▸ **WHAT YOU HAVE TO DO**
For the data below, report the number of lines that contain the string "reverse" and nothing else.

(Extracted data entries)
- Opening Delimiter -

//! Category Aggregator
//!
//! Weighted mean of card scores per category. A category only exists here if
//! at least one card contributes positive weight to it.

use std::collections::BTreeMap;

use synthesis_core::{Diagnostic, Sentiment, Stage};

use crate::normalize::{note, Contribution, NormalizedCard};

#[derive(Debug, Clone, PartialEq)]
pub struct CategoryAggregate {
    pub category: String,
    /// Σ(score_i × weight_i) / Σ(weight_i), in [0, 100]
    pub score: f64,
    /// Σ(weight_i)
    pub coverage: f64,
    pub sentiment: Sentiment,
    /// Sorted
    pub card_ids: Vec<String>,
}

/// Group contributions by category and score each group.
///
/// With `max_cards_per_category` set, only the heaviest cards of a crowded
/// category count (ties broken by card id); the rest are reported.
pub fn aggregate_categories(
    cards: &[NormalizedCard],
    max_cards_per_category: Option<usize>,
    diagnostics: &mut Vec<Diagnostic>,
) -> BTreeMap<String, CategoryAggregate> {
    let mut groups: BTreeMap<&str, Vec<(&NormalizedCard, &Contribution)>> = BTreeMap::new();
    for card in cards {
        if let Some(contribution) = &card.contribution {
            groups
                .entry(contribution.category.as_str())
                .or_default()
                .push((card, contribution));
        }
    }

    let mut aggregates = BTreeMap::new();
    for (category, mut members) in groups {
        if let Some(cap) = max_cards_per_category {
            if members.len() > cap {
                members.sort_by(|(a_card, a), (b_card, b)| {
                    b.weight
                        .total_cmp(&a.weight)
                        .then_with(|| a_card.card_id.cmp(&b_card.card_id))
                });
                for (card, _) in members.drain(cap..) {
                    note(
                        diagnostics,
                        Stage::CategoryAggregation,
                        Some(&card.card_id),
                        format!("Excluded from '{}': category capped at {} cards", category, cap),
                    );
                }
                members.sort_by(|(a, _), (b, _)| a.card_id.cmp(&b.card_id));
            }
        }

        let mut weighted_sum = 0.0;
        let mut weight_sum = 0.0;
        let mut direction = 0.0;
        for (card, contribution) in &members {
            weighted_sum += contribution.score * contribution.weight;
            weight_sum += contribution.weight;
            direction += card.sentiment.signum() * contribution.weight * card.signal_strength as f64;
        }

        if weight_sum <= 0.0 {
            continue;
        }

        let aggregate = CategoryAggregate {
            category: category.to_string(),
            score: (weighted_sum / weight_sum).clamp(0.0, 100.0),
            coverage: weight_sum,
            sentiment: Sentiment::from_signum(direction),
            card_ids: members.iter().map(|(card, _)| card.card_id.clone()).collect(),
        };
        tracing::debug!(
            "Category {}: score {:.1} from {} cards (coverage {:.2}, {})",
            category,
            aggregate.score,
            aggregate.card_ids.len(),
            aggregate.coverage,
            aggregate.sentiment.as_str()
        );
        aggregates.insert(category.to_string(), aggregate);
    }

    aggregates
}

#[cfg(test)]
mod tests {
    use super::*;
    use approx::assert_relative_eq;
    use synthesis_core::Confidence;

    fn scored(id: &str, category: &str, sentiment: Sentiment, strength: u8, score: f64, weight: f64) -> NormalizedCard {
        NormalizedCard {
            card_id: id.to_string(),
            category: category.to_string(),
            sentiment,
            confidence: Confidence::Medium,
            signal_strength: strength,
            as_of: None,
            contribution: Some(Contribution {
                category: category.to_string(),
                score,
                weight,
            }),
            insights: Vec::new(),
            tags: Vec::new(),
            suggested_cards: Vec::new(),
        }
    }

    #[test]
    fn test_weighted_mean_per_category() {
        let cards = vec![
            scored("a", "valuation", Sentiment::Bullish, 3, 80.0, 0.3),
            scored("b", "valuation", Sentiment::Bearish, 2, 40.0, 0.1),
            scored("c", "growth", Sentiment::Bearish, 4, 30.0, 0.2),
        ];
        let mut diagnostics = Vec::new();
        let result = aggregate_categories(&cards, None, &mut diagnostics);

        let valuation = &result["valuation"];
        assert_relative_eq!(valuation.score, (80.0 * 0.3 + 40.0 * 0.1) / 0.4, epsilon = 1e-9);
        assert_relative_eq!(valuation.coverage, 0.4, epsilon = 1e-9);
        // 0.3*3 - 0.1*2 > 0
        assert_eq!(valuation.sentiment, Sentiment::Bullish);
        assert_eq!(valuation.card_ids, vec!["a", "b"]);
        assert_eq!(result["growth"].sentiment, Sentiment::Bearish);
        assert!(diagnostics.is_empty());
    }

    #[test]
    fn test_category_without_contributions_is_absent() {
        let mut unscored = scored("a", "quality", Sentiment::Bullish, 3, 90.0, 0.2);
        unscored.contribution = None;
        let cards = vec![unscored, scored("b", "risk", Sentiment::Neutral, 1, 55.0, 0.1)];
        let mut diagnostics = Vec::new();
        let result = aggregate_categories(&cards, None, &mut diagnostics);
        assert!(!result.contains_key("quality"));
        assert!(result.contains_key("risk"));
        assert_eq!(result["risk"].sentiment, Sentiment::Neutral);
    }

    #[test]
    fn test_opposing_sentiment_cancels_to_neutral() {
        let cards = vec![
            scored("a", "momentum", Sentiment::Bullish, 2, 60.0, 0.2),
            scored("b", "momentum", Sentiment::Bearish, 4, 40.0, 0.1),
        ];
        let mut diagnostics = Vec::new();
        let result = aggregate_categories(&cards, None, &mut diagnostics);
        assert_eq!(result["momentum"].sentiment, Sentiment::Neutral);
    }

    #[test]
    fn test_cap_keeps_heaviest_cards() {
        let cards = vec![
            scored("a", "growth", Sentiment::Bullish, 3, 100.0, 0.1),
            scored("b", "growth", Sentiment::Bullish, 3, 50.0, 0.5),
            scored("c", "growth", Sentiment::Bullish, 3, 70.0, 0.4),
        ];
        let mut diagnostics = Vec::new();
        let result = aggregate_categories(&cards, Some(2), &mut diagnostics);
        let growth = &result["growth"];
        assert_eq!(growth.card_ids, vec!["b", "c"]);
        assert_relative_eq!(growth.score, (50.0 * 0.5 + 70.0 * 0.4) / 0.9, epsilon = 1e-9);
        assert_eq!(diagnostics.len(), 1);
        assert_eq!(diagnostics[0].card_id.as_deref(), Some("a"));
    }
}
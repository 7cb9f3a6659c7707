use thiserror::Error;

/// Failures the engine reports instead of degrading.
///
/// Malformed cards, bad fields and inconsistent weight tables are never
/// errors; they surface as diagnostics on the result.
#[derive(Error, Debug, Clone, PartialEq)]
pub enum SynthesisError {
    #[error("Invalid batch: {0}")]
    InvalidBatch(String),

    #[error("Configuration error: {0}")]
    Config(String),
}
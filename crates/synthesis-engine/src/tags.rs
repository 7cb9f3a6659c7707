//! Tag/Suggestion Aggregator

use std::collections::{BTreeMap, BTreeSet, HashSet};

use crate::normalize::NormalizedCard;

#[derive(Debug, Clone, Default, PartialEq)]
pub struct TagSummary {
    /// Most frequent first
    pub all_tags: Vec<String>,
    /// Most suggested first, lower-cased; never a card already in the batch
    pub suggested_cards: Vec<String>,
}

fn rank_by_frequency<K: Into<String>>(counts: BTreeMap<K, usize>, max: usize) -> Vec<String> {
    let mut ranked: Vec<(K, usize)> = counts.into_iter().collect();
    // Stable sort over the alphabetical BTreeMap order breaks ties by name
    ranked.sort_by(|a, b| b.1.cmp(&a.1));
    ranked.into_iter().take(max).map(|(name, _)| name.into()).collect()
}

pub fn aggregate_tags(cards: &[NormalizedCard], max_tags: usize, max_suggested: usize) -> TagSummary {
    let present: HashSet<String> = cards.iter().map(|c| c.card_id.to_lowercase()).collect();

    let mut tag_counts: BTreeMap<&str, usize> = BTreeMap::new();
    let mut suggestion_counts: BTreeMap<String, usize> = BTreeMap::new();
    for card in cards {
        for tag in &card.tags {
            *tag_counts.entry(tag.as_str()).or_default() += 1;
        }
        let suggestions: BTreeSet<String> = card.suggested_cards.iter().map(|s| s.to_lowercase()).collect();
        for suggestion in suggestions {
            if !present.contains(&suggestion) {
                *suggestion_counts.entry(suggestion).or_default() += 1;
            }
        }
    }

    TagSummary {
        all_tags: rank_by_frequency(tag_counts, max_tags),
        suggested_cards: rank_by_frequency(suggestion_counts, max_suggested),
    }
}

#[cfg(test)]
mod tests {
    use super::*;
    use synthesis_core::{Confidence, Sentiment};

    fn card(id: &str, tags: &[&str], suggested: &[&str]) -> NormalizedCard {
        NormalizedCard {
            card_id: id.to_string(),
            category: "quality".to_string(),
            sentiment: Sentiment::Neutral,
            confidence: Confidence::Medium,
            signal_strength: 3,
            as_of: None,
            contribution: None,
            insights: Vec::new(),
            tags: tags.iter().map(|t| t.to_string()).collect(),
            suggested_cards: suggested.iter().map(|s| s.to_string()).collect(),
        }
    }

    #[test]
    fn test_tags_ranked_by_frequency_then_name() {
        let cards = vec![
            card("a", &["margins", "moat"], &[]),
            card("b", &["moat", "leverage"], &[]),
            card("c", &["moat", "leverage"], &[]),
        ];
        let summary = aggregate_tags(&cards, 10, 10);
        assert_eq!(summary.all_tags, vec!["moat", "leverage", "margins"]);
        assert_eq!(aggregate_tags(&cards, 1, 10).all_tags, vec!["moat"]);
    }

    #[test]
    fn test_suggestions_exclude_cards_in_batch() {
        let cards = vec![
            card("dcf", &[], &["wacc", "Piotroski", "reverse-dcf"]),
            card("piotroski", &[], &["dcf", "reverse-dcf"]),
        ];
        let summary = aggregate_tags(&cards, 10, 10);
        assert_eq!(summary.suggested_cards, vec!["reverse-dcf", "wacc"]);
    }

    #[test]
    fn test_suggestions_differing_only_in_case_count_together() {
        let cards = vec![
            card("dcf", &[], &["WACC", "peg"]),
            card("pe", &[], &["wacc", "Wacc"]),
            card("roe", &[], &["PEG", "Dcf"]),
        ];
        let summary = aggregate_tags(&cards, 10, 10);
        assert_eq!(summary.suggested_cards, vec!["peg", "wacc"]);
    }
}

- Closing Delimiter -

▸ **YOUR RESPONSE**
3